Only he that bore you knows your crowning lay.
Meteoric eyes are widened at your spread.
Readings filter down to earth and surfeit us
with insights, like a flood.

As we hurtle through the space left by Ephraem between Hymns 4 and 5, we may well contemplate the child in the image of the sun, offered to us in Hymn 4, verse 4 (the metre, usually 12 + 12 + 12 in the first three lines, here gets thrown off balance and ‘dashed to pieces’ and becomes 6 + 12 + 12 + 6):

Does the mind not stagger? Its eye was braced to gaze
full on your effulgence. Then your small flame came out
and dashed it to pieces! Who can look at the son?
His rays are to be feared, so dense in every part!
He’s that sun long foretold.
There’s healing in his hem, but pain in seeking him.

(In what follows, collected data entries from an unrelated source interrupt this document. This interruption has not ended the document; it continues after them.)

#[cfg(test)]
mod tests {
    use super::*;
    use crate::store::MemoryApplicationStore;
    use async_trait::async_trait;
    use moogly_core::config::CompanyConfig;
    use moogly_core::error::Result;
    use moogly_core::types::{Announcement, RoleId};
    use std::sync::Mutex;

    #[derive(Default)]
    struct Fake {
        members: Vec<UserId>,
        calls: Mutex<Vec<String>>,
    }

    impl Fake {
        fn calls(&self) -> Vec<String> {
            self.calls.lock().unwrap().clone()
        }
        fn log(&self, call: String) {
            self.calls.lock().unwrap().push(call);
        }
    }

    #[async_trait]
    impl Notifier for Fake {
        async fn post_announcement(&self, channel: ChannelId, msg: &OutgoingMessage) -> Result<MessageId> {
            self.log(format!("post {channel}: {}", msg.content));
            Ok(MessageId(1))
        }
        async fn edit_announcement(&self, _: ChannelId, _: MessageId, _: &OutgoingMessage) -> Result<()> {
            Ok(())
        }
        async fn delete_announcement(&self, _: ChannelId, id: MessageId) -> Result<()> {
            self.log(format!("delete {id}"));
            Ok(())
        }
        async fn fetch_announcement(&self, _: ChannelId, _: MessageId) -> Result<Option<Announcement>> {
            Ok(None)
        }
        async fn send_message(&self, _: ChannelId, _: &OutgoingMessage) -> Result<MessageId> {
            Ok(MessageId(2))
        }
    }

    #[async_trait]
    impl MemberDirectory for Fake {
        async fn member_exists(&self, user: UserId) -> Result<bool> {
            Ok(self.members.contains(&user))
        }
        async fn grant_role(&self, user: UserId, role: RoleId) -> Result<()> {
            self.log(format!("grant {user} {role}"));
            Ok(())
        }
        async fn revoke_role(&self, user: UserId, role: RoleId) -> Result<()> {
            self.log(format!("revoke {user} {role}"));
            Ok(())
        }
        async fn set_display_name(&self, user: UserId, name: &str) -> Result<()> {
            self.log(format!("nick {user} {name}"));
            Ok(())
        }
        async fn direct_message(&self, user: UserId, text: &str) -> Result<()> {
            self.log(format!("dm {user} {text}"));
            Ok(())
        }
    }

    fn desk(members: Vec<UserId>) -> (AdmissionDesk, Arc<Fake>, Arc<MemoryApplicationStore>) {
        let fake = Arc::new(Fake {
            members,
            ..Default::default()
        });
        let store = Arc::new(MemoryApplicationStore::new());
        let config = AdmissionConfig {
            channel_id: ChannelId(300),
            applicant_role_id: Some(RoleId(9)),
            companies: vec![
                CompanyConfig { name: "Seventh Haven".into(), role_id: RoleId(100) },
                CompanyConfig { name: "Moon".into(), role_id: RoleId(200) },
            ],
        };
        let desk = AdmissionDesk::new(store.clone(), fake.clone(), fake.clone(), config);
        (desk, fake, store)
    }

    #[test]
    fn test_parse_actions() {
        assert_eq!(AdmissionAction::parse("application:fc:1"), Some(AdmissionAction::ChooseCompany(1)));
        assert_eq!(AdmissionAction::parse("application:approve:42"), Some(AdmissionAction::Approve(UserId(42))));
        assert_eq!(AdmissionAction::parse("application:decline:42"), Some(AdmissionAction::Decline(UserId(42))));
        assert_eq!(AdmissionAction::parse("application:approve:bob"), None);
        assert_eq!(AdmissionAction::parse("maps_run:join"), None);
    }

    #[test]
    fn test_form_has_a_button_per_company() {
        let (desk, _, _) = desk(vec![]);
        let form = desk.form();
        assert_eq!(form.content, "Which FC are you member of?");
        let labels: Vec<_> = form.buttons.iter().map(|b| b.label.as_str()).collect();
        assert_eq!(labels, vec!["Seventh Haven", "Moon"]);
        assert_eq!(form.buttons[1].custom_id, "application:fc:1");
    }

    #[tokio::test]
    async fn test_full_approval() {
        let (desk, fake, store) = desk(vec![UserId(7)]);

        let reply = desk.choose_company(UserId(7), 1).await.unwrap();
        assert!(matches!(reply, InteractionReply::Modal(ref m) if m.inputs[0].custom_id == NAME_INPUT_ID));

        let again = desk.choose_company(UserId(7), 0).await.unwrap();
        assert!(matches!(again, InteractionReply::Ephemeral(ref t) if t.starts_with("You already sent")));

        let reply = desk.submit_name(UserId(7), "Aria Moon").await.unwrap();
        assert_eq!(reply, InteractionReply::Ephemeral("Application sent, awaiting approval...".into()));
        assert!(fake.calls()[0].starts_with("post 300: New application from <@7> (ID: 7):"));
        assert!(fake.calls()[0].ends_with("In-game name: Aria Moon\nFC: Moon"));

        let reply = desk
            .approve(UserId(7), Some((ChannelId(300), MessageId(55))))
            .await
            .unwrap();
        assert_eq!(reply, InteractionReply::Ephemeral("Application for <@7> approved!".into()));
        let calls = fake.calls();
        assert!(calls.contains(&"grant 7 200".to_string()));
        assert!(calls.contains(&"revoke 7 9".to_string()));
        assert!(calls.contains(&"nick 7 Aria Moon".to_string()));
        assert!(calls.contains(&"delete 55".to_string()));
        assert!(calls.iter().any(|c| c.starts_with("dm 7 Your application") && c.contains("approved")));
        assert!(store.get(UserId(7)).await.unwrap().is_none());
    }

    #[tokio::test]
    async fn test_invalid_name_keeps_application_open() {
        let (desk, fake, store) = desk(vec![UserId(7)]);
        desk.choose_company(UserId(7), 0).await.unwrap();
        let reply = desk.submit_name(UserId(7), "Aria").await.unwrap();
        assert_eq!(
            reply,
            InteractionReply::Ephemeral("Error: Invalid in-game name (format: Name LastName)".into())
        );
        assert!(fake.calls().is_empty());
        assert_eq!(store.get(UserId(7)).await.unwrap().unwrap().ingame_name, None);
    }

    #[tokio::test]
    async fn test_decline() {
        let (desk, fake, store) = desk(vec![UserId(8)]);
        desk.choose_company(UserId(8), 0).await.unwrap();
        desk.submit_name(UserId(8), "Bo Peep").await.unwrap();

        let reply = desk.decline(UserId(8), Some((ChannelId(300), MessageId(56)))).await.unwrap();
        assert_eq!(reply, InteractionReply::Ephemeral("Application for <@8> declined!".into()));
        let calls = fake.calls();
        assert!(calls.iter().any(|c| c.starts_with("dm 8") && c.contains("declined")));
        assert!(calls.contains(&"delete 56".to_string()));
        assert!(!calls.iter().any(|c| c.starts_with("grant")));
        assert!(store.get(UserId(8)).await.unwrap().is_none());
    }

    #[tokio::test]
    async fn test_review_errors() {
        let (desk, _, _) = desk(vec![]);
        assert_eq!(desk.approve(UserId(1), None).await.unwrap(), not_found_reply());

        desk.choose_company(UserId(1), 0).await.unwrap();
        assert_eq!(
            desk.decline(UserId(1), None).await.unwrap(),
            InteractionReply::Ephemeral("Error: Failed to fetch user".into())
        );
    }

    #[tokio::test]
    async fn test_unknown_company_button() {
        let (desk, _, _) = desk(vec![]);
        assert!(matches!(
            desk.choose_company(UserId(1), 5).await,
            Err(AdmissionError::UnknownCompany(_))
        ));
    }

    #[tokio::test]
    async fn test_clear_and_delete() {
        let (desk, _, store) = desk(vec![]);
        desk.choose_company(UserId(1), 0).await.unwrap();
        desk.choose_company(UserId(2), 0).await.unwrap();

        assert_eq!(desk.delete("<@1>").await.unwrap(), "Application deleted for user <@1>.");
        assert!(store.get(UserId(1)).await.unwrap().is_none());
        assert!(desk.delete("someone").await.unwrap().starts_with("Error: invalid user argument"));

        assert_eq!(desk.clear().await.unwrap(), "All applications cleared.");
        assert!(store.get(UserId(2)).await.unwrap().is_none());
    }
}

The sun reappears many times. Already in Hymn 5, verse 5, it has become an image not only of the child, but also of the mystery of his birth:

Nature gives us a kiln to test the word for truth.
The sun is all naked before the all-naked eye,
yet she is unable to penetrate his depths.
Nothing hides him from her, yet she cannot see him.
How much less can we gaze
directly at the sun of your bare begetting!

In Hymn 6, verse 2, it becomes a model by which to understand that, while God himself is unreachable, his child reaches down to earth, and in that ‘beam’ the intensity of the ‘sun’ is so softened that our eyes can bear it – just:

Blazing on high, the sun defeats all our gazing.
All pales beside its fact; all yields to its impact.
Its beam is stretched out long; it comes down to the eye.
But for the veiled one’s child, there’s none that has seen him.
Too intense for his slaves,
through his child that unseen presence appeared to men.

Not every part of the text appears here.